Real wage growth has eased in recent quarters, although Icelandic households have benefited from stronger growth in the recent past than those in neighbouring countries.


Real wage growth has eased in recent quarters, although Icelandic households have benefited from stronger growth in the recent past than those in neighbouring countries. The newly landed wage agreements will also boost purchasing power in the quarters to come. Modest real wage growth and relatively slow population growth will probably cause private consumption to rise less in 2019 than in the past few years, as Icelandic households currently appear unwilling to finance spending growth with credit.

Weaker growth in wages and purchasing power

The Statistics Iceland (SI) wage index rose by 0.2% in March and has risen by 5.5% in the past twelve months. The pace of the increase has eased gradually in recent months, as wage agreements for large segments of the work force expired at the turn of the year and re- negotiations proved lengthy.

Given that the CPI jumped 0.5% in March, the above-mentioned rise in the wage index translates to a 0.3% drop in real wages for the month. However, real wages as measured by the wage index have grown 2.5% in the past twelve months.

Real wage growth has slowed considerably in the recent past, after surging from around the middle of the decade and peaking in 2016 at 9.5% year-on-year. This unusually swift growth was due to a combination of factors, with large pay hikes coinciding with low inflation caused mainly by the appreciation of the ISK. In 2018, however, real wage growth averaged only 3.7%, owing to smaller nominal pay rises and higher inflation than in the years beforehand.

This reflects the front-loaded wage agreements made in the middle of the decade and differences in exchange rate pass-through to domestic inflation. It can be said, then, that much of the scope for real wage growth that developed during the boom of the mid-2010s was used up sooner rather than later. Even so, a real wage growth rate of “only” 3.7% is quite strong in international context.

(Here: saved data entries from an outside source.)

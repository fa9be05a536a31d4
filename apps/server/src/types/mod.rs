// This Source Code Form is subject to the terms of the Mozilla Public
// License, v. 2.0. If a copy of the MPL was not distributed with this
// file, You can obtain one at https://mozilla.org/MPL/2.0/.

//! Type definitions for API responses.

mod response;

pub use response::{ApiInfoResponse, CachedAnalysis, EndpointInfo, HealthResponse};
// This Source Code Form is subject to the terms of the Mozilla Public
// License, v. 2.0. If a copy of the MPL was not distributed with this
// file, You can obtain one at https://mozilla.org/MPL/2.0/.

//! Disk-based cache of analysis results using cacache.

use crate::error::ApiError;
use serde::{de::DeserializeOwned, Serialize};
use sha2::{Digest, Sha256};
use std::path::PathBuf;

/// Content-addressable disk cache.
#[derive(Debug, Clone)]
pub struct DiskCache {
    cache_dir: PathBuf,
}

impl DiskCache {
    /// Create a new cache in the specified directory.
    pub async fn new(cache_dir: &str) -> Self {
        let path = PathBuf::from(cache_dir);

        if let Err(e) = tokio::fs::create_dir_all(&path).await {
            tracing::warn!(
                error = %e,
                path = %path.display(),
                "Failed to create cache directory"
            );
        }

        Self { cache_dir: path }
    }

    /// Content hash of an upload (hex SHA-256), used as its cache key.
    pub fn generate_key(data: &[u8]) -> String {
        let mut hasher = Sha256::new();
        hasher.update(data);
        hex::encode(hasher.finalize())
    }

    /// Get a cached value by key.
    pub async fn get<T: DeserializeOwned>(&self, key: &str) -> Result<Option<T>, ApiError> {
        match cacache::read(&self.cache_dir, key).await {
            Ok(data) => {
                let value: T = serde_json::from_slice(&data)?;
                Ok(Some(value))
            }
            Err(cacache::Error::EntryNotFound(_, _)) => Ok(None),
            Err(e) => Err(ApiError::Cache(e.to_string())),
        }
    }

    /// Set a cached value.
    pub async fn set<T: Serialize>(&self, key: &str, value: &T) -> Result<(), ApiError> {
        let data = serde_json::to_vec(value)?;
        cacache::write(&self.cache_dir, key, &data).await?;
        tracing::debug!(key = %key, size = data.len(), "Cached result");
        Ok(())
    }

    /// Check if a key exists in the cache.
    pub async fn has(&self, key: &str) -> bool {
        matches!(cacache::metadata(&self.cache_dir, key).await, Ok(Some(_)))
    }
}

Purchasing power and private consumption go hand-in-hand

Developments in purchasing power are one of the wellsprings of private consumption in Iceland. Just over a decade ago, the link between the two weakened noticeably because households relied heavily on credit to finance consumption spending. This has not been the case in recent years, however, as can be seen in the reasonably close correlation between real wage growth and private consumption, as well as in the good news that households have scaled down their debt during the current business cycle.

The wage agreements recently finalised for a large share of private sector workers have now been approved by union members as well as employers. This means wages for the groups affected with rise significantly from April onwards. Agreements are still pending for various groups of tradesmen and public sector employees, but we hope the parties concerned will negotiate contracts broadly similar to those already approved by employees. But there are no guarantees, as contracts based on fixed rather than proportional increases tend to be less attractive to employees further up the pay scale.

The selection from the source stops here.